Reply with the data below, repeated exactly in full.
=== Section Start ===
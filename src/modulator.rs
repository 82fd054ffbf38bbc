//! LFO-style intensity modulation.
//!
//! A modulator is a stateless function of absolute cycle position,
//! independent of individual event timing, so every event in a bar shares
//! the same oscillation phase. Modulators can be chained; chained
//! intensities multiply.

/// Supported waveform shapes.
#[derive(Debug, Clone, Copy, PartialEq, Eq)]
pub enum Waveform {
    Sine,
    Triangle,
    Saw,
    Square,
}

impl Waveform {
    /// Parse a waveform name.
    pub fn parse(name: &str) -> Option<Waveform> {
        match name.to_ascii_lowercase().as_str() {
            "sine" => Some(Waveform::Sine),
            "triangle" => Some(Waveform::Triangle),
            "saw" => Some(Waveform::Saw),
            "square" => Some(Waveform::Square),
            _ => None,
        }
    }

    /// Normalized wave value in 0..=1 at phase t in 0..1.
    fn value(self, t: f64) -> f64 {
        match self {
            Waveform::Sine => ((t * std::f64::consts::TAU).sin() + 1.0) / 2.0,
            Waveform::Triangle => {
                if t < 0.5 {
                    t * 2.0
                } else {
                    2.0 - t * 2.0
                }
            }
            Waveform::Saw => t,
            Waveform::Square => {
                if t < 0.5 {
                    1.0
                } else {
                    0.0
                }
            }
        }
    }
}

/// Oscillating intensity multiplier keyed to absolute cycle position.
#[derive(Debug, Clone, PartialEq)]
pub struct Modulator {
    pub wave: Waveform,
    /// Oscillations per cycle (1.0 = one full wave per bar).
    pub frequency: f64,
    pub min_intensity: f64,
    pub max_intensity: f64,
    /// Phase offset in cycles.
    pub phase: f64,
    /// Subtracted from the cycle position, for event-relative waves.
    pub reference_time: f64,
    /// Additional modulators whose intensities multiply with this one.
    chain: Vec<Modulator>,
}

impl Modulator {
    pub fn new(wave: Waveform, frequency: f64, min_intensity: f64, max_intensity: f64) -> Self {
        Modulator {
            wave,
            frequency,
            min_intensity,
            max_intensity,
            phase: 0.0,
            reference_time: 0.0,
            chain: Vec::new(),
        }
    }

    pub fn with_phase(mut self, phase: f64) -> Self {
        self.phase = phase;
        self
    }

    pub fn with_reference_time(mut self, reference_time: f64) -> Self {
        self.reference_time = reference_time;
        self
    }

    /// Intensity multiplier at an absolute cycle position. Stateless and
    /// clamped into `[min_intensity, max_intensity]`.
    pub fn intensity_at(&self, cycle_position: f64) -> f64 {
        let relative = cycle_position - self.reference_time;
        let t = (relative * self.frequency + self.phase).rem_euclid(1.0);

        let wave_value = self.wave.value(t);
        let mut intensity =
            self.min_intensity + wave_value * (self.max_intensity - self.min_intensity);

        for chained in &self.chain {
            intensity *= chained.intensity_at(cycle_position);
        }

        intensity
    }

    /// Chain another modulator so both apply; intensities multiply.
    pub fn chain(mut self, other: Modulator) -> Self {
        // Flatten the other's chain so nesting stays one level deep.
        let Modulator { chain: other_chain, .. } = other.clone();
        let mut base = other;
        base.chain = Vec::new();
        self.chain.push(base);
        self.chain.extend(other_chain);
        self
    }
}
=== Section End ===
▶ [SOLVED PROBLEM]:
filename src/modulator.rs
repository 82fd054ffbf38bbc
//! LFO-style intensity modulation.
//!
//! A modulator is a stateless function of absolute cycle position,
//! independent of individual event timing, so every event in a bar shares
//! the same oscillation phase. Modulators can be chained; chained
//! intensities multiply.

/// Supported waveform shapes.
#[derive(Debug, Clone, Copy, PartialEq, Eq)]
pub enum Waveform {
    Sine,
    Triangle,
    Saw,
    Square,
}

impl Waveform {
    /// Parse a waveform name.
    pub fn parse(name: &str) -> Option<Waveform> {
        match name.to_ascii_lowercase().as_str() {
            "sine" => Some(Waveform::Sine),
            "triangle" => Some(Waveform::Triangle),
            "saw" => Some(Waveform::Saw),
            "square" => Some(Waveform::Square),
            _ => None,
        }
    }

    /// Normalized wave value in 0..=1 at phase t in 0..1.
    fn value(self, t: f64) -> f64 {
        match self {
            Waveform::Sine => ((t * std::f64::consts::TAU).sin() + 1.0) / 2.0,
            Waveform::Triangle => {
                if t < 0.5 {
                    t * 2.0
                } else {
                    2.0 - t * 2.0
                }
            }
            Waveform::Saw => t,
            Waveform::Square => {
                if t < 0.5 {
                    1.0
                } else {
                    0.0
                }
            }
        }
    }
}

/// Oscillating intensity multiplier keyed to absolute cycle position.
#[derive(Debug, Clone, PartialEq)]
pub struct Modulator {
    pub wave: Waveform,
    /// Oscillations per cycle (1.0 = one full wave per bar).
    pub frequency: f64,
    pub min_intensity: f64,
    pub max_intensity: f64,
    /// Phase offset in cycles.
    pub phase: f64,
    /// Subtracted from the cycle position, for event-relative waves.
    pub reference_time: f64,
    /// Additional modulators whose intensities multiply with this one.
    chain: Vec<Modulator>,
}

impl Modulator {
    pub fn new(wave: Waveform, frequency: f64, min_intensity: f64, max_intensity: f64) -> Self {
        Modulator {
            wave,
            frequency,
            min_intensity,
            max_intensity,
            phase: 0.0,
            reference_time: 0.0,
            chain: Vec::new(),
        }
    }

    pub fn with_phase(mut self, phase: f64) -> Self {
        self.phase = phase;
        self
    }

    pub fn with_reference_time(mut self, reference_time: f64) -> Self {
        self.reference_time = reference_time;
        self
    }

    /// Intensity multiplier at an absolute cycle position. Stateless and
    /// clamped into `[min_intensity, max_intensity]`.
    pub fn intensity_at(&self, cycle_position: f64) -> f64 {
        let relative = cycle_position - self.reference_time;
        let t = (relative * self.frequency + self.phase).rem_euclid(1.0);

        let wave_value = self.wave.value(t);
        let mut intensity =
            self.min_intensity + wave_value * (self.max_intensity - self.min_intensity);

        for chained in &self.chain {
            intensity *= chained.intensity_at(cycle_position);
        }

        intensity
    }

    /// Chain another modulator so both apply; intensities multiply.
    pub fn chain(mut self, other: Modulator) -> Self {
        // Flatten the other's chain so nesting stays one level deep.
        let Modulator { chain: other_chain, .. } = other.clone();
        let mut base = other;
        base.chain = Vec::new();
        self.chain.push(base);
        self.chain.extend(other_chain);
        self
    }
}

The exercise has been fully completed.